WHAT IS REQUIRED
Among the entries below, please show each line that carries the word "KernelSpec".

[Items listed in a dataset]
//! Name resolution.
//!
//! Two namespaces: values (coordinates, parameters, tracers, auxiliary
//! fields) and functions (library kernels, helpers). Each name lives in
//! exactly one slot of its namespace; the table is built once per
//! compilation and every expression is checked against it before any of
//! them is lowered.

use std::collections::HashMap;

use tidepool_library::{find_kernel, KernelSpec};

use crate::coordinates::Coordinate;
use crate::error::{CompileError, DeclarationRole};
use crate::expr::Expr;
use crate::helpers::{Helper, HelperFunctions};

/// Where a value symbol is read from at evaluation time.
#[derive(Debug, Clone, Copy, PartialEq, Eq)]
pub(crate) enum Slot {
    Coordinate(Coordinate),
    Parameter(usize),
    Tracer(usize),
    Auxiliary(usize),
}

/// What a call site invokes.
#[derive(Debug, Clone, Copy)]
pub(crate) enum Callable<'a> {
    Kernel(&'static KernelSpec),
    Helper(&'a Helper),
}

impl Callable<'_> {
    pub(crate) fn arity(&self) -> usize {
        match self {
            Callable::Kernel(k) => k.arity(),
            Callable::Helper(h) => h.arity(),
        }
    }
}

pub(crate) struct SymbolTable<'a> {
    values: HashMap<&'a str, (Slot, DeclarationRole)>,
    helpers: &'a HelperFunctions,
}

impl<'a> SymbolTable<'a> {
    /// Builds the table, rejecting reserved and duplicated declarations.
    pub(crate) fn build(
        parameters: impl IntoIterator<Item = &'a str>,
        tracers: impl IntoIterator<Item = &'a str>,
        auxiliary_fields: impl IntoIterator<Item = &'a str>,
        helpers: &'a HelperFunctions,
    ) -> Result<Self, CompileError> {
        let mut table = SymbolTable {
            values: HashMap::new(),
            helpers,
        };
        for (i, name) in parameters.into_iter().enumerate() {
            table.declare(name, Slot::Parameter(i), DeclarationRole::Parameter)?;
        }
        for (i, name) in tracers.into_iter().enumerate() {
            table.declare(name, Slot::Tracer(i), DeclarationRole::Tracer)?;
        }
        for (i, name) in auxiliary_fields.into_iter().enumerate() {
            table.declare(name, Slot::Auxiliary(i), DeclarationRole::AuxiliaryField)?;
        }
        for (name, _) in helpers.iter() {
            if Coordinate::from_name(name).is_some() {
                return Err(CompileError::ReservedName {
                    name: name.to_owned(),
                    role: DeclarationRole::HelperFunction,
                });
            }
            if let Some(kernel) = find_kernel(name) {
                return Err(CompileError::AmbiguousName {
                    name: kernel.name.to_owned(),
                    first: DeclarationRole::Kernel,
                    second: DeclarationRole::HelperFunction,
                });
            }
            // Bare symbols may name helpers, so helpers share the value namespace.
            if let Some(&(_, first)) = table.values.get(name) {
                return Err(CompileError::AmbiguousName {
                    name: name.to_owned(),
                    first,
                    second: DeclarationRole::HelperFunction,
                });
            }
        }
        Ok(table)
    }

    fn declare(&mut self, name: &'a str, slot: Slot, role: DeclarationRole) -> Result<(), CompileError> {
        if Coordinate::from_name(name).is_some() {
            return Err(CompileError::ReservedName {
                name: name.to_owned(),
                role,
            });
        }
        if let Some((_, first)) = self.values.insert(name, (slot, role)) {
            return Err(CompileError::AmbiguousName {
                name: name.to_owned(),
                first,
                second: role,
            });
        }
        Ok(())
    }

    pub(crate) fn value(&self, name: &str) -> Option<Slot> {
        Coordinate::from_name(name)
            .map(Slot::Coordinate)
            .or_else(|| self.values.get(name).map(|(slot, _)| *slot))
    }

    pub(crate) fn function(&self, name: &str) -> Option<Callable<'a>> {
        find_kernel(name)
            .map(Callable::Kernel)
            .or_else(|| self.helpers.get(name).map(Callable::Helper))
    }

    /// Checks every symbol and call in `expr`, the expression of `tracer`.
    ///
    /// A bare symbol naming a zero-argument helper is accepted as a call.
    pub(crate) fn check(&self, tracer: &str, expr: &Expr) -> Result<(), CompileError> {
        match expr {
            Expr::Literal(_) => Ok(()),
            Expr::Symbol(name) => {
                if self.value(name).is_some() {
                    return Ok(());
                }
                match self.helpers.get(name) {
                    Some(helper) if helper.arity() == 0 => Ok(()),
                    Some(helper) => Err(CompileError::ArityMismatch {
                        function: name.clone(),
                        tracer: tracer.to_owned(),
                        expected: helper.arity(),
                        found: 0,
                    }),
                    None => Err(CompileError::UnresolvedSymbol {
                        symbol: name.clone(),
                        tracer: tracer.to_owned(),
                    }),
                }
            }
            Expr::Unary { operand, .. } => self.check(tracer, operand),
            Expr::Binary { lhs, rhs, .. } => {
                self.check(tracer, lhs)?;
                self.check(tracer, rhs)
            }
            Expr::Call { function, args } => {
                let callable = self.function(function).ok_or_else(|| CompileError::UnknownFunction {
                    function: function.clone(),
                    tracer: tracer.to_owned(),
                })?;
                if callable.arity() != args.len() {
                    return Err(CompileError::ArityMismatch {
                        function: function.clone(),
                        tracer: tracer.to_owned(),
                        expected: callable.arity(),
                        found: args.len(),
                    });
                }
                args.iter().try_for_each(|arg| self.check(tracer, arg))
            }
        }
    }
}

#[cfg(test)]
#[allow(clippy::unwrap_used)]
mod tests {
    use super::*;
    use crate::error::ErrorKind;

    fn table<'a>(helpers: &'a HelperFunctions) -> Result<SymbolTable<'a>, CompileError> {
        SymbolTable::build(["a", "b"], ["N", "P"], ["PAR"], helpers)
    }

    #[test]
    fn resolves_every_namespace() {
        let helpers = HelperFunctions::new();
        let t = table(&helpers).unwrap();
        assert_eq!(t.value("b"), Some(Slot::Parameter(1)));
        assert_eq!(t.value("P"), Some(Slot::Tracer(1)));
        assert_eq!(t.value("PAR"), Some(Slot::Auxiliary(0)));
        assert_eq!(t.value("z"), Some(Slot::Coordinate(Coordinate::Z)));
        assert!(t.function("monod_limitation").is_some());
        assert_eq!(t.value("c"), None);
    }

    #[test]
    fn coordinate_names_are_reserved() {
        let helpers = HelperFunctions::new();
        let err = SymbolTable::build(["t"], ["N"], std::iter::empty(), &helpers).err().unwrap();
        assert_eq!(
            err,
            CompileError::ReservedName {
                name: "t".into(),
                role: DeclarationRole::Parameter
            }
        );
        assert_eq!(err.kind(), ErrorKind::NameResolution);
    }

    #[test]
    fn duplicate_declarations_are_ambiguous() {
        let helpers = HelperFunctions::new();
        let err = SymbolTable::build(["N"], ["N"], std::iter::empty(), &helpers).err().unwrap();
        assert!(matches!(
            err,
            CompileError::AmbiguousName {
                first: DeclarationRole::Parameter,
                second: DeclarationRole::Tracer,
                ..
            }
        ));
    }

    #[test]
    fn helpers_may_not_shadow_kernels() {
        let helpers = HelperFunctions::new().with("exp", 1, |a| a[0]).unwrap();
        assert!(matches!(
            table(&helpers).err().unwrap(),
            CompileError::AmbiguousName { second: DeclarationRole::HelperFunction, .. }
        ));
    }

    #[test]
    fn check_reports_symbol_and_tracer() {
        let helpers = HelperFunctions::new();
        let t = table(&helpers).unwrap();
        let e: Expr = "a * N - q".parse().unwrap();
        assert_eq!(
            t.check("P", &e).unwrap_err(),
            CompileError::UnresolvedSymbol {
                symbol: "q".into(),
                tracer: "P".into()
            }
        );
        let e: Expr = "monod_limitation(N)".parse().unwrap();
        assert!(matches!(
            t.check("P", &e).unwrap_err(),
            CompileError::ArityMismatch { expected: 2, found: 1, .. }
        ));
        let e: Expr = "nope(N)".parse().unwrap();
        assert!(matches!(t.check("N", &e).unwrap_err(), CompileError::UnknownFunction { .. }));
    }

    #[test]
    fn zero_arity_helpers_read_as_symbols() {
        let helpers = HelperFunctions::new()
            .with("temperature", 0, |_| 12.0)
            .unwrap()
            .with("q10", 1, |a| a[0])
            .unwrap();
        let t = table(&helpers).unwrap();
        assert!(t.check("N", &"a * temperature".parse().unwrap()).is_ok());
        assert!(matches!(
            t.check("N", &"q10".parse().unwrap()).unwrap_err(),
            CompileError::ArityMismatch { expected: 1, found: 0, .. }
        ));
    }
}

EXPECTED OUTPUT
use tidepool_library::{find_kernel, KernelSpec};
    Kernel(&'static KernelSpec),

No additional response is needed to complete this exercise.